Show each line from the listing that includes the word "endpoint".

--

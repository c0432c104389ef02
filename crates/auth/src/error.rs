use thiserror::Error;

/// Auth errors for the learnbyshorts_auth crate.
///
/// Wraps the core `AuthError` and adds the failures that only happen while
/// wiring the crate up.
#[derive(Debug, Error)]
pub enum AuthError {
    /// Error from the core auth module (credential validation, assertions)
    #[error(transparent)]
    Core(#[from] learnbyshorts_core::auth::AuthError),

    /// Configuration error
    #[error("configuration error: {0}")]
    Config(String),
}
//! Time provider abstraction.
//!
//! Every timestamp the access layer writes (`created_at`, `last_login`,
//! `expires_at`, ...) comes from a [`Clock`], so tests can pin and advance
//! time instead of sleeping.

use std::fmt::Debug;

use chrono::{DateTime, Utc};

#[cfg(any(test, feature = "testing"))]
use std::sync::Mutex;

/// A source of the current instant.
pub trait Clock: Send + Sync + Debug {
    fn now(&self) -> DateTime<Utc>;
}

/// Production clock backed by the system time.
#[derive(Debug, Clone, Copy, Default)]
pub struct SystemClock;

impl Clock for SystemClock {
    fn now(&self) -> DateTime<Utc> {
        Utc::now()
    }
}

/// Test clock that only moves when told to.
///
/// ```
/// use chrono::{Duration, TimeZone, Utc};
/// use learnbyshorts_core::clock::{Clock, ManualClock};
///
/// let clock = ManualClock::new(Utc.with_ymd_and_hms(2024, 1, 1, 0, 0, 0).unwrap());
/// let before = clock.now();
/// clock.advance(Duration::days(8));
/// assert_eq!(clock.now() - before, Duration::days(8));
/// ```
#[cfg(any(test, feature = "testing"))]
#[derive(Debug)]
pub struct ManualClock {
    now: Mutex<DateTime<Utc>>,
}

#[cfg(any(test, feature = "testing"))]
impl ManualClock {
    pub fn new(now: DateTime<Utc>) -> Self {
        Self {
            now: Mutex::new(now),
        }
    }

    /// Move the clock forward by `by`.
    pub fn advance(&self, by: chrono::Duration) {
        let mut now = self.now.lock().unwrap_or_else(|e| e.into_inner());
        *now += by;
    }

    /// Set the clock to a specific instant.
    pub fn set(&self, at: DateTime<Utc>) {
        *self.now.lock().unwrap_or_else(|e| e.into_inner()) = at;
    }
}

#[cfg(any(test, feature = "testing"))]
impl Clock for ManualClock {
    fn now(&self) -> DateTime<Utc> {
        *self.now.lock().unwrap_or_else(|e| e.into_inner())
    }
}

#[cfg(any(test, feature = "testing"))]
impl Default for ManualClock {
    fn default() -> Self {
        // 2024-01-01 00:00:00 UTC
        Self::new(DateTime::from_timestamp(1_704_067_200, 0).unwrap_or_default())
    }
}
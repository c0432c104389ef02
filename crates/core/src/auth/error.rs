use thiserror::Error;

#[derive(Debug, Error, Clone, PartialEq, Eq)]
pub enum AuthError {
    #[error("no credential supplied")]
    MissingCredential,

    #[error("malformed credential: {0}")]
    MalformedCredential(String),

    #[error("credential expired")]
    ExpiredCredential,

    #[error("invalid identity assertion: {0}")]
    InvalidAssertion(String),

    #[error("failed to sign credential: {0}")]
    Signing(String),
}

--

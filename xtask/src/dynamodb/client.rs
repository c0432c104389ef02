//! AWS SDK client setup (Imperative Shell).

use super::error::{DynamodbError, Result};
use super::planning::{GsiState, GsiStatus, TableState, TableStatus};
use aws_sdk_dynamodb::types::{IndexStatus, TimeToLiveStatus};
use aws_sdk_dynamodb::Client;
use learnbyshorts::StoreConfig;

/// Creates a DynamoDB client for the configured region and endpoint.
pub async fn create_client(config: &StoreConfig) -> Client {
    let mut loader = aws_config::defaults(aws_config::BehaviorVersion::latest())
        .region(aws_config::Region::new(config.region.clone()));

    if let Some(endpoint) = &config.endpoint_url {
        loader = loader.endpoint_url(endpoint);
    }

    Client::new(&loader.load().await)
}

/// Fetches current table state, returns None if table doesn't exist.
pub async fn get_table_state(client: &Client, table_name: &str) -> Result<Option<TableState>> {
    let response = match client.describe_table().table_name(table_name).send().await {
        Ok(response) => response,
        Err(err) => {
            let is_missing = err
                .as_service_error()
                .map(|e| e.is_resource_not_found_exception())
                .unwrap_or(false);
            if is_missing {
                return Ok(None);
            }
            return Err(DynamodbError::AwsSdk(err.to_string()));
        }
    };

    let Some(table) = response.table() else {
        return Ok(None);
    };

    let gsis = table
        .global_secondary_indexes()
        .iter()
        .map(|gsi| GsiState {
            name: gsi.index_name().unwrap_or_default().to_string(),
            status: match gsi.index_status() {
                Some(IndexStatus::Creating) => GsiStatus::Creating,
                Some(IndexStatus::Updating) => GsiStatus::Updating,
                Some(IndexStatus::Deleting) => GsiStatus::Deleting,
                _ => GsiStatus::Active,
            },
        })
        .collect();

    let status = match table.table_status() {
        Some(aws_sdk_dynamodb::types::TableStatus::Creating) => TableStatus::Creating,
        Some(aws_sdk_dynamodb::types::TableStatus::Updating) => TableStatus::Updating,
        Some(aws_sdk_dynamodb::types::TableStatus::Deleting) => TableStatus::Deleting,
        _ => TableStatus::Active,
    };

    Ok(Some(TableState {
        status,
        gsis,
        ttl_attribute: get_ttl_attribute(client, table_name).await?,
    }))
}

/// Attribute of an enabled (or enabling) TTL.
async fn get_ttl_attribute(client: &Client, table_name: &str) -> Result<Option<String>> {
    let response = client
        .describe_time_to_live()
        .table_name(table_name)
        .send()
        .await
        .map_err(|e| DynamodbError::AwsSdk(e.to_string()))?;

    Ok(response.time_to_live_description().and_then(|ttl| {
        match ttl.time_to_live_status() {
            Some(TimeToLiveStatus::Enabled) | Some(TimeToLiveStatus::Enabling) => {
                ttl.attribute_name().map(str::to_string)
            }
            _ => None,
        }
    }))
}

--

> _Solution to this exercise_:
/// Creates a DynamoDB client for the configured region and endpoint.
    if let Some(endpoint) = &config.endpoint_url {
        loader = loader.endpoint_url(endpoint);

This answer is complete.